Metformin Acts through mTORC1

The evidence for metformin to do anything meaningful to longevity in animal studies is fairly ragged - similar studies show a range of results, none of them spectacular, and many of them too small to be significant. It is a marginal candidate for a drug to slow aging when compared to, say, rapamycin, which has much more robust results in animal studies. Further, the whole business of trying to slightly slow aging by tinkering with the ongoing operation of metabolism, slowing the pace at which the cell and tissue damage that causes aging accumulates, is itself an expensive exercise in achieving marginal results. I have to imagine that the reason the TAME human study of metformin and measures of aging exists is not to achieve useful results, but as a form of pressure on the FDA to start accepting treatments for aging. Since metformin has been approved and widely used for decades, the options for rejecting the trial were limited, and once any such trial has been accepted, the next will be easier to push through the established resistance to considering aging as a condition to be treated.

There are a limited number of core mechanisms involved in the link between metabolism and natural variations in longevity, but since all aspects of cellular biochemistry are connected to one another there are any number of ways to influence those core mechanisms. The enormous complexity of molecular biology makes it very hard to map these connections. That work is ongoing now and will be for a long time yet. Thus as a general rule we shouldn't be surprised to learn of newly discovered links between any two of the many approaches demonstrated to modestly slow aging in laboratory species. Here researchers connect metformin with mTOR, the target of rapamycin. mTOR forms two complexes, mTORC1 and mTORC2, and most of the interesting and beneficial effects observed involve suppression of mTORC1. That mTORC2 is suppressed as well is the cause of a number of the harmful side-effects. So there has been some interest in finding ways to target only mTORC1. In that context, it is interesting to see evidence for metformin to be acting in that way, but it doesn't change the basic point that this is all a very marginal exercise with little expected utility for human longevity at the end of the day.
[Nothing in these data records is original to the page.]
// Copyright 2025-Present Datadog, Inc. https://www.datadoghq.com/
// SPDX-License-Identifier: Apache-2.0

//! Version and region scoped feature flags.
//!
//! A cluster created with a given service version only supports the
//! capabilities that shipped with that version. [`FeatureFlagsProvider`]
//! reproduces the console's table of those capabilities, minus the ones that
//! were deprecated or that are unavailable in the cluster's region.

use std::fmt;
use std::str::FromStr;
use std::sync::Arc;

use tracing::warn;

/// Every capability that may be behind a flag in the console.
#[derive(Debug, Clone, Copy, PartialEq, Eq, Hash, PartialOrd, Ord)]
pub enum Feature {
    Ubuntu1804,
    MultiuserCluster,
    FsxOntap,
    FsxOpenzfs,
    LustrePersistent2,
    MemoryBasedScheduling,
    SlurmQueueUpdateStrategy,
    EbsDeletionPolicy,
    CostMonitoring,
    SlurmAccounting,
    QueuesMultipleInstanceTypes,
    DynamicFsMount,
    EfsDeletionPolicy,
    LustreDeletionPolicy,
    ImdsSupport,
    MultiAz,
    OnNodeUpdated,
    Rhel8,
    NewResourcesLimits,
    Ubuntu2204,
    LoginNodes,
    AmazonFileCache,
    JobExclusiveAllocation,
    MemoryBasedSchedulingWithMultipleInstanceTypes,
    /// Never granted by version; only enabled through additional features.
    Experimental,
}

const ALL_FEATURES: [Feature; 25] = [
    Feature::Ubuntu1804,
    Feature::MultiuserCluster,
    Feature::FsxOntap,
    Feature::FsxOpenzfs,
    Feature::LustrePersistent2,
    Feature::MemoryBasedScheduling,
    Feature::SlurmQueueUpdateStrategy,
    Feature::EbsDeletionPolicy,
    Feature::CostMonitoring,
    Feature::SlurmAccounting,
    Feature::QueuesMultipleInstanceTypes,
    Feature::DynamicFsMount,
    Feature::EfsDeletionPolicy,
    Feature::LustreDeletionPolicy,
    Feature::ImdsSupport,
    Feature::MultiAz,
    Feature::OnNodeUpdated,
    Feature::Rhel8,
    Feature::NewResourcesLimits,
    Feature::Ubuntu2204,
    Feature::LoginNodes,
    Feature::AmazonFileCache,
    Feature::JobExclusiveAllocation,
    Feature::MemoryBasedSchedulingWithMultipleInstanceTypes,
    Feature::Experimental,
];

impl Feature {
    /// Flag name as used in configuration, e.g. `queues_multiple_instance_types`.
    pub fn as_str(self) -> &'static str {
        match self {
            Self::Ubuntu1804 => "ubuntu1804",
            Self::MultiuserCluster => "multiuser_cluster",
            // The flag has always been spelled this way.
            Self::FsxOpenzfs => "fsx_openzsf",
            Self::FsxOntap => "fsx_ontap",
            Self::LustrePersistent2 => "lustre_persistent2",
            Self::MemoryBasedScheduling => "memory_based_scheduling",
            Self::SlurmQueueUpdateStrategy => "slurm_queue_update_strategy",
            Self::EbsDeletionPolicy => "ebs_deletion_policy",
            Self::CostMonitoring => "cost_monitoring",
            Self::SlurmAccounting => "slurm_accounting",
            Self::QueuesMultipleInstanceTypes => "queues_multiple_instance_types",
            Self::DynamicFsMount => "dynamic_fs_mount",
            Self::EfsDeletionPolicy => "efs_deletion_policy",
            Self::LustreDeletionPolicy => "lustre_deletion_policy",
            Self::ImdsSupport => "imds_support",
            Self::MultiAz => "multi_az",
            Self::OnNodeUpdated => "on_node_updated",
            Self::Rhel8 => "rhel8",
            Self::NewResourcesLimits => "new_resources_limits",
            Self::Ubuntu2204 => "ubuntu2204",
            Self::LoginNodes => "login_nodes",
            Self::AmazonFileCache => "amazon_file_cache",
            Self::JobExclusiveAllocation => "job_exclusive_allocation",
            Self::MemoryBasedSchedulingWithMultipleInstanceTypes => {
                "memory_based_scheduling_with_multiple_instance_types"
            }
            Self::Experimental => "experimental",
        }
    }

    pub fn all() -> &'static [Feature] {
        &ALL_FEATURES
    }
}

impl fmt::Display for Feature {
    fn fmt(&self, f: &mut fmt::Formatter<'_>) -> fmt::Result {
        f.write_str(self.as_str())
    }
}

#[derive(Debug, Clone, PartialEq, Eq, thiserror::Error)]
#[error("unknown feature flag '{0}'")]
pub struct UnknownFeature(pub String);

impl FromStr for Feature {
    type Err = UnknownFeature;

    fn from_str(value: &str) -> Result<Self, Self::Err> {
        ALL_FEATURES
            .iter()
            .copied()
            .find(|feature| feature.as_str() == value)
            .ok_or_else(|| UnknownFeature(value.to_string()))
    }
}

/// Decides whether a capability is enabled for a service version and region.
///
/// Injected wherever behaviour depends on a flag so that tests can supply
/// fixed answers.
pub trait FeatureGate {
    fn is_enabled(&self, version: &str, region: &str, feature: Feature) -> bool;
}

impl<T> FeatureGate for &T
where
    T: FeatureGate + ?Sized,
{
    fn is_enabled(&self, version: &str, region: &str, feature: Feature) -> bool {
        (**self).is_enabled(version, region, feature)
    }
}

impl<T> FeatureGate for Arc<T>
where
    T: FeatureGate + ?Sized,
{
    fn is_enabled(&self, version: &str, region: &str, feature: Feature) -> bool {
        (**self).is_enabled(version, region, feature)
    }
}

/// Capabilities introduced by each service version, oldest first.
const VERSION_FEATURES: &[(&str, &[Feature])] = &[
    ("3.0.0", &[Feature::Ubuntu1804]),
    ("3.1.0", &[Feature::MultiuserCluster]),
    (
        "3.2.0",
        &[
            Feature::FsxOntap,
            Feature::FsxOpenzfs,
            Feature::LustrePersistent2,
            Feature::MemoryBasedScheduling,
            Feature::MultiuserCluster,
            Feature::SlurmQueueUpdateStrategy,
            Feature::EbsDeletionPolicy,
            Feature::CostMonitoring,
        ],
    ),
    (
        "3.3.0",
        &[
            Feature::SlurmAccounting,
            Feature::QueuesMultipleInstanceTypes,
            Feature::DynamicFsMount,
            Feature::EfsDeletionPolicy,
            Feature::LustreDeletionPolicy,
            Feature::ImdsSupport,
        ],
    ),
    ("3.4.0", &[Feature::MultiAz, Feature::OnNodeUpdated]),
    ("3.6.0", &[Feature::Rhel8, Feature::NewResourcesLimits]),
    (
        "3.7.0",
        &[
            Feature::Ubuntu2204,
            Feature::LoginNodes,
            Feature::AmazonFileCache,
            Feature::JobExclusiveAllocation,
            Feature::MemoryBasedSchedulingWithMultipleInstanceTypes,
        ],
    ),
];

/// Version from which a capability is no longer offered.
const DEPRECATED_FEATURES: &[(Feature, &str)] = &[(Feature::Ubuntu1804, "3.7.0")];

/// Regions in which a capability is not offered.
const UNSUPPORTED_REGIONS: &[(Feature, &[&str])] = &[(Feature::CostMonitoring, &["us-gov-west-1"])];

/// Dotted numeric version; missing components compare as zero.
#[derive(Debug, Clone)]
struct Version(Vec<u64>);

impl Version {
    fn parse(value: &str) -> Option<Self> {
        value
            .trim()
            .split('.')
            .map(|component| component.parse::<u64>().ok())
            .collect::<Option<Vec<_>>>()
            .map(Self)
    }

    fn component(&self, index: usize) -> u64 {
        self.0.get(index).copied().unwrap_or(0)
    }
}

impl PartialEq for Version {
    fn eq(&self, other: &Self) -> bool {
        self.cmp(other).is_eq()
    }
}

impl Eq for Version {}

impl PartialOrd for Version {
    fn partial_cmp(&self, other: &Self) -> Option<std::cmp::Ordering> {
        Some(self.cmp(other))
    }
}

impl Ord for Version {
    fn cmp(&self, other: &Self) -> std::cmp::Ordering {
        let len = self.0.len().max(other.0.len());
        (0..len)
            .map(|index| self.component(index).cmp(&other.component(index)))
            .find(|ordering| ordering.is_ne())
            .unwrap_or(std::cmp::Ordering::Equal)
    }
}

/// Table-driven [`FeatureGate`].
#[derive(Debug, Clone, Default)]
pub struct FeatureFlagsProvider {
    additional_features: Vec<Feature>,
}

impl FeatureFlagsProvider {
    pub fn new() -> Self {
        Self::default()
    }

    /// Enables extra capabilities on top of the version table (e.g. `experimental`).
    pub fn with_additional_features(mut self, features: impl IntoIterator<Item = Feature>) -> Self {
        self.additional_features.extend(features);
        self
    }

    /// Ordered, duplicate-free list of capabilities for `version` in `region`.
    ///
    /// An empty `region` means the region is unknown, which disables every
    /// region-restricted capability.
    pub fn features(&self, version: &str, region: &str) -> Vec<Feature> {
        let Some(current) = Version::parse(version) else {
            warn!(version, "unparsable service version, no versioned features enabled");
            return self.filtered(self.additional_features.iter().copied(), None, region);
        };

        let versioned = VERSION_FEATURES
            .iter()
            .filter(|(introduced, _)| {
                Version::parse(introduced).is_some_and(|introduced| current >= introduced)
            })
            .flat_map(|(_, features)| features.iter().copied());

        self.filtered(
            versioned.chain(self.additional_features.iter().copied()),
            Some(&current),
            region,
        )
    }

    fn filtered(
        &self,
        candidates: impl Iterator<Item = Feature>,
        current: Option<&Version>,
        region: &str,
    ) -> Vec<Feature> {
        let mut features = Vec::new();
        for feature in candidates {
            if features.contains(&feature) {
                continue;
            }
            if is_supported_in_region(feature, region) && !is_deprecated(feature, current) {
                features.push(feature);
            }
        }
        features
    }
}

impl FeatureGate for FeatureFlagsProvider {
    fn is_enabled(&self, version: &str, region: &str, feature: Feature) -> bool {
        self.features(version, region).contains(&feature)
    }
}

fn is_supported_in_region(feature: Feature, region: &str) -> bool {
    match UNSUPPORTED_REGIONS
        .iter()
        .find(|(restricted, _)| *restricted == feature)
    {
        Some((_, regions)) => !region.is_empty() && !regions.contains(&region),
        None => true,
    }
}

fn is_deprecated(feature: Feature, current: Option<&Version>) -> bool {
    let Some(current) = current else {
        return false;
    };
    DEPRECATED_FEATURES
        .iter()
        .filter(|(deprecated, _)| *deprecated == feature)
        .filter_map(|(_, since)| Version::parse(since))
        .any(|since| *current >= since)
}

/// Whether cost monitoring queries may be issued for this version and region.
pub fn cost_monitoring_enabled(gate: &impl FeatureGate, version: &str, region: &str) -> bool {
    gate.is_enabled(version, region, Feature::CostMonitoring)
}

/// Whether the cost monitoring page is shown; it is still experimental.
pub fn cost_monitoring_page_visible(gate: &impl FeatureGate, version: &str, region: &str) -> bool {
    cost_monitoring_enabled(gate, version, region)
        && gate.is_enabled(version, region, Feature::Experimental)
}
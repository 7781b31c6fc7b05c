// Copyright 2025-Present Datadog, Inc. https://www.datadoghq.com/
// SPDX-License-Identifier: Apache-2.0

//! Seam between the command layer and whatever performs the network call.

use std::collections::BTreeMap;
use std::fmt;

use async_trait::async_trait;
use serde_json::Value;

use crate::error::BackendError;

/// HTTP verbs used by the console commands.
#[derive(Debug, Clone, Copy, PartialEq, Eq, Hash)]
pub enum Method {
    Get,
    Post,
    Put,
    Patch,
    Delete,
}

impl Method {
    /// Lower-case verb as handed to the executor (`"get"`, `"put"`, ...).
    pub fn as_str(self) -> &'static str {
        match self {
            Self::Get => "get",
            Self::Post => "post",
            Self::Put => "put",
            Self::Patch => "patch",
            Self::Delete => "delete",
        }
    }
}

impl fmt::Display for Method {
    fn fmt(&self, f: &mut fmt::Formatter<'_>) -> fmt::Result {
        f.write_str(self.as_str())
    }
}

/// A single request handed to a [`RequestExecutor`].
#[derive(Debug, Clone, PartialEq)]
pub struct ApiRequest {
    pub method: Method,
    /// Resource path relative to the console API root, e.g. `costs`.
    pub resource: String,
    pub body: Option<Value>,
    pub query: BTreeMap<String, String>,
    pub headers: BTreeMap<String, String>,
}

impl ApiRequest {
    pub fn new(method: Method, resource: impl Into<String>) -> Self {
        Self {
            method,
            resource: resource.into(),
            body: None,
            query: BTreeMap::new(),
            headers: BTreeMap::new(),
        }
    }

    pub fn with_body(mut self, body: Value) -> Self {
        self.body = Some(body);
        self
    }

    pub fn with_query(mut self, key: impl Into<String>, value: impl Into<String>) -> Self {
        self.query.insert(key.into(), value.into());
        self
    }

    pub fn with_header(mut self, name: impl Into<String>, value: impl Into<String>) -> Self {
        self.headers.insert(name.into(), value.into());
        self
    }
}

/// Successful executor outcome. `data` is `None` for body-less responses.
#[derive(Debug, Clone, Default, PartialEq)]
pub struct ApiResponse {
    pub data: Option<Value>,
}

impl ApiResponse {
    pub fn new(data: Value) -> Self {
        Self { data: Some(data) }
    }

    pub fn empty() -> Self {
        Self { data: None }
    }
}

/// Performs one network call per [`execute`](RequestExecutor::execute).
///
/// Implementations own transport concerns (timeouts, TLS, authentication).
/// On failure they return a [`BackendError`] wrapping the raw error payload;
/// the command layer hands it back to its caller unchanged.
#[async_trait]
pub trait RequestExecutor: Send + Sync {
    async fn execute(&self, request: ApiRequest) -> Result<ApiResponse, BackendError>;
}

#[async_trait]
impl<T> RequestExecutor for &T
where
    T: RequestExecutor + ?Sized,
{
    async fn execute(&self, request: ApiRequest) -> Result<ApiResponse, BackendError> {
        (**self).execute(request).await
    }
}

#[async_trait]
impl<T> RequestExecutor for std::sync::Arc<T>
where
    T: RequestExecutor + ?Sized,
{
    async fn execute(&self, request: ApiRequest) -> Result<ApiResponse, BackendError> {
        (**self).execute(request).await
    }
}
Metformin has been used to treat type 2 diabetes (T2D) for nearly 60 years. It also has potential benefit in cancer prevention and treatment. The class of drugs to which metformin belongs, the biguanides, inhibit cellular growth in a variety of cancer cell lines, particularly in melanoma and pancreatic cancer cells. While it is widely accepted that the mitochondrion is a primary target of metformin, exactly how mitochondrial inhibition by metformin is transduced to the drug's other health-promoting effects, including its anticancer properties, remains unclear. Mitochondrial inhibition by metformin causes energetic stress, which results in activation of the energy sensor adenosine monophosphate-activated protein kinase (AMPK). However, multiple lines of evidence indicate that AMPK is dispensable for metformin's beneficial effects, invoking other major metformin effectors downstream of mitochondria.

The protein kinase mechanistic target of rapamycin complex 1 (mTORC1), which also serves as an energy and nutrient sensor, plays a central role in regulating cell growth, proliferation and survival. Inhibition of mTORC1 activity has been reported in cells in culture treated with metformin, suggesting that reduced TOR activity may be important for the metabolic effects of biguanides. In support of this idea, both metformin and canonical mTOR inhibitors have highly similar effects on the transcriptome, selectively decreasing mRNA levels of cell-cycle and growth regulators. Metformin may inhibit mTORC1 via modulation of Rag GTPases, but the mechanism by which this occurs is uncharacterized. It has been suggested that the pathway that leads to metformin-mediated inhibition of mTORC1 could represent a distinct mechanism of mTORC1 regulation, since no signaling pathway has been identified that connects the mitochondrion to mTORC1 without involvement of AMPK. Whether a mitochondrial-mTORC1 signaling relay plays a role in the action of metformin is still unknown.

As in mammals, metformin promotes health and extends lifespan in C. elegans, raising the possibility of conservation of genetic pathways responsible for metformin's beneficial effects. Using unbiased, iterative genetic screens in C. elegans, we identified a single, central genetic pathway by which metformin regulates growth. We report two elements absolutely required for the anti-growth properties of metformin: the nuclear pore complex (NPC), and acyl-CoA dehydrogenase family member 10 (ACAD10). These two metformin response elements were used to illuminate the major, biological pathway through which metformin induces its favorable effects. Remarkably, this ancient pathway unifies mitochondria, the NPC, mTORC1, and ACAD10 into a single signaling relay that mediates metformin's anti-aging effects in C. elegans and inhibits growth in C. elegans and human cancer cells alike.